▶ [Action item] Using the entries that follow, give the number of lines containing the string "reason". Write nothing besides that number.

* * *

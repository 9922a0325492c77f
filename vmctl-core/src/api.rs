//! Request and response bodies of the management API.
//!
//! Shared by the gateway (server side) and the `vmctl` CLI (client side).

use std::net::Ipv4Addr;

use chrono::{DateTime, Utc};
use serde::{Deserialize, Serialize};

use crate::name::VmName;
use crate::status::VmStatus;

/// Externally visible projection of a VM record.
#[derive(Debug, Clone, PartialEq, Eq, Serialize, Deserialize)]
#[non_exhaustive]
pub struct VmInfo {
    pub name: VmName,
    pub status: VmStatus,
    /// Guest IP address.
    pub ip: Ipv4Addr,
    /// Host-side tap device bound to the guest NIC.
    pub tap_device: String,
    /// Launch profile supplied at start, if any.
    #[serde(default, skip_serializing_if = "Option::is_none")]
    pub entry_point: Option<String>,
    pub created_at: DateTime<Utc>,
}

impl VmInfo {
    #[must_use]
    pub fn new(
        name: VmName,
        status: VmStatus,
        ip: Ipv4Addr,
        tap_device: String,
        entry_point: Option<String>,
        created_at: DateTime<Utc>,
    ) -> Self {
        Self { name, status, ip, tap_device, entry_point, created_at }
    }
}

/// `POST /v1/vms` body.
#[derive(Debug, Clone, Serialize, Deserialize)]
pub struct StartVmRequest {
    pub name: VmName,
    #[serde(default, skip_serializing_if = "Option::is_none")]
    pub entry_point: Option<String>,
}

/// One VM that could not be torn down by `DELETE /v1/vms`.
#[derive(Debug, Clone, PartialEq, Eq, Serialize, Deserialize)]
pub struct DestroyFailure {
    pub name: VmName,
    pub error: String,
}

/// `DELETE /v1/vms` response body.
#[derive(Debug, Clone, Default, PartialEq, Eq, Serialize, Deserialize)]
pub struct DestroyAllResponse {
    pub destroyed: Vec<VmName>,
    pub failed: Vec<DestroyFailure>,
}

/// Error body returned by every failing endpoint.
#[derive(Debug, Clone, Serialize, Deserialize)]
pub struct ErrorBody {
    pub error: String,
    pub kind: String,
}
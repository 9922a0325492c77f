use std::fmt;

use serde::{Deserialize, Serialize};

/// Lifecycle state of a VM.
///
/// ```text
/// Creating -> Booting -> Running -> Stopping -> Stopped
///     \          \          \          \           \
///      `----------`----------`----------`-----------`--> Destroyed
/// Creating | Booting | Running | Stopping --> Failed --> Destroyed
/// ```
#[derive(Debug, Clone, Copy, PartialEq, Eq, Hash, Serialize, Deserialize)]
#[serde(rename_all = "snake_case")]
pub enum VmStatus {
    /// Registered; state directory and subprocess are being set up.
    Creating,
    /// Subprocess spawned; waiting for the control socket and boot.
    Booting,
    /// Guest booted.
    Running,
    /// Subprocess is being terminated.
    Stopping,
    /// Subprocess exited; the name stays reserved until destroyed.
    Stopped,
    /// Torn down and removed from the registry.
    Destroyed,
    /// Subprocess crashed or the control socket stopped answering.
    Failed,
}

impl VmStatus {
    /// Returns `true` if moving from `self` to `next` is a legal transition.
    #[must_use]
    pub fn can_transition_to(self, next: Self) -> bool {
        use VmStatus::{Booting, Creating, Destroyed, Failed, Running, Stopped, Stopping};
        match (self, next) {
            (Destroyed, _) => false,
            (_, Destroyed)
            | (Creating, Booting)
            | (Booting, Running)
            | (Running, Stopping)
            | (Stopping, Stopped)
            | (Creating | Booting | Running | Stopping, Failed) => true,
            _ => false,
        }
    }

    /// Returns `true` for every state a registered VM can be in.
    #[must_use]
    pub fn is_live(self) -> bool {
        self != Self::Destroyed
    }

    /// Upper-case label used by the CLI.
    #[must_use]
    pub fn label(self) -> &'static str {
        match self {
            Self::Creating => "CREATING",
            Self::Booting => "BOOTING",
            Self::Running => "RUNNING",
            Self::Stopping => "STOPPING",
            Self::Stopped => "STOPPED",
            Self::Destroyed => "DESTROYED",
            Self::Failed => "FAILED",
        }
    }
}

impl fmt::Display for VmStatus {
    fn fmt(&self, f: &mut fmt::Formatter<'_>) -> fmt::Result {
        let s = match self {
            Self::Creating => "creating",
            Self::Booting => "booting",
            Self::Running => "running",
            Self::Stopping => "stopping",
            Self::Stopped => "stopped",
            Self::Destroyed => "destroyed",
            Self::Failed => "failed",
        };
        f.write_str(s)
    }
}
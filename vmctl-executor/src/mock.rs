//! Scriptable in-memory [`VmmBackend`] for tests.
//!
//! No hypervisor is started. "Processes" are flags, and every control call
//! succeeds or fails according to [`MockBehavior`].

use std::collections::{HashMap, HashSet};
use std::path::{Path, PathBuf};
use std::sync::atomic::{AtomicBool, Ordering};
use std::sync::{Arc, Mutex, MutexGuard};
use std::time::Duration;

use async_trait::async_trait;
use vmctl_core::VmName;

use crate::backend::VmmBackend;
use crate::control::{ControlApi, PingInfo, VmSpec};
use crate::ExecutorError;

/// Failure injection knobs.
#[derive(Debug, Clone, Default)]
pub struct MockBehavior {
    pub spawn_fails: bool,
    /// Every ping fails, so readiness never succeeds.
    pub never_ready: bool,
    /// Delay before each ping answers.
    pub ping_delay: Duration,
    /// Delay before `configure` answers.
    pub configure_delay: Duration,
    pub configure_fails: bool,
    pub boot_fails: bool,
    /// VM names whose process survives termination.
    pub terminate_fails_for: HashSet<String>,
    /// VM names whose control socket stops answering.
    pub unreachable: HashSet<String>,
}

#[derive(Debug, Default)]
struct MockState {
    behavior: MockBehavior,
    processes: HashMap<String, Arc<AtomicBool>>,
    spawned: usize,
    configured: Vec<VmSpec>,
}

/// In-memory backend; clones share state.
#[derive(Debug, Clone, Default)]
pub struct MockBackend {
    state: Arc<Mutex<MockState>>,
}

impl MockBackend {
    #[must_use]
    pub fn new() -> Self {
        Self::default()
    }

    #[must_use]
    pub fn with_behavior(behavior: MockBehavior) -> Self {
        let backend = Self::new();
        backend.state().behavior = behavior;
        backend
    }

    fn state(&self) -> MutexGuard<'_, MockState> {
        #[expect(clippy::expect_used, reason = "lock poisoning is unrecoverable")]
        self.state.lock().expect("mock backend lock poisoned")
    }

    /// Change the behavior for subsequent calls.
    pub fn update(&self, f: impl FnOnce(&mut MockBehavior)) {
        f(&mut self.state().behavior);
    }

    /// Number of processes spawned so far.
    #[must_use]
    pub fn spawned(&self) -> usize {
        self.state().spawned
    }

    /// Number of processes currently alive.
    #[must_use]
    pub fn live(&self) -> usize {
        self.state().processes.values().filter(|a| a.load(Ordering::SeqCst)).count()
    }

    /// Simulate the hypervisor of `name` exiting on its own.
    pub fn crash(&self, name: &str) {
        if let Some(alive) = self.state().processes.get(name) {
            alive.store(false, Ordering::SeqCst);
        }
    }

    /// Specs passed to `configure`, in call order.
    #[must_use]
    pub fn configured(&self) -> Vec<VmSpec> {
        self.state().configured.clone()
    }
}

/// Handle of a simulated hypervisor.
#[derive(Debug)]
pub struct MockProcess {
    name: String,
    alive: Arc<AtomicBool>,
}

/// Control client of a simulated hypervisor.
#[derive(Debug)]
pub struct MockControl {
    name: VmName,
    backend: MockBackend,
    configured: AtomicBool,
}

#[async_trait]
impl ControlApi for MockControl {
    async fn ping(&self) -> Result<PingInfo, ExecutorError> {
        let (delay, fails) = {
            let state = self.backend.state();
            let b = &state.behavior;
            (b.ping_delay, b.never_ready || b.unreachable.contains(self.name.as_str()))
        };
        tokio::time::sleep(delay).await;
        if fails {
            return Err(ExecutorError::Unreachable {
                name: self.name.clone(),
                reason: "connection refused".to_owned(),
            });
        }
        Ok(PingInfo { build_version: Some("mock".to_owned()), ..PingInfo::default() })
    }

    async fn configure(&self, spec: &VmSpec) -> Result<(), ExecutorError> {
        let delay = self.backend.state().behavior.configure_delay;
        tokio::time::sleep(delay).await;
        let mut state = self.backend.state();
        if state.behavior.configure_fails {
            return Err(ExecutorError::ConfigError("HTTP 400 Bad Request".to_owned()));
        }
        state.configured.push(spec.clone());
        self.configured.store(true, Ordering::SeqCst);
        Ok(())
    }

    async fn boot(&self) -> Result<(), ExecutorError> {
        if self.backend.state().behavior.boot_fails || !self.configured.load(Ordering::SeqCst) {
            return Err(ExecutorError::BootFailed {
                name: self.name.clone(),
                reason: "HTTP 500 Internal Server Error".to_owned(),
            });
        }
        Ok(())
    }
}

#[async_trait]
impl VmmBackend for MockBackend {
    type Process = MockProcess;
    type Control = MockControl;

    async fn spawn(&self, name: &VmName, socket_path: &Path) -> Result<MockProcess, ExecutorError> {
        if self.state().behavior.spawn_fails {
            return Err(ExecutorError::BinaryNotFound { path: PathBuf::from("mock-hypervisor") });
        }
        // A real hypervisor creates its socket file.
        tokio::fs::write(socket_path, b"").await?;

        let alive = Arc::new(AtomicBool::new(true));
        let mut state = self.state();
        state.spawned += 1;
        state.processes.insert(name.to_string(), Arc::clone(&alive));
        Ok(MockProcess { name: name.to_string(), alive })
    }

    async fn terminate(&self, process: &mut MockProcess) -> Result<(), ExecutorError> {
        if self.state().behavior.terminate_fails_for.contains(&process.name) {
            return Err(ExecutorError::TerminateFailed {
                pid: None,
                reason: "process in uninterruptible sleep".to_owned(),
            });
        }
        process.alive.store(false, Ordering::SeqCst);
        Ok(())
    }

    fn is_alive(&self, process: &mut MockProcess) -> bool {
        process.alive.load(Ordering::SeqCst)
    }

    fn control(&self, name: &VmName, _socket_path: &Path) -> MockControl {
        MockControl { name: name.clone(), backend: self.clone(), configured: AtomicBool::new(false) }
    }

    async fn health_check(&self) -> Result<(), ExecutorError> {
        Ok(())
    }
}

* * *

▶ [Response to the exercise] 4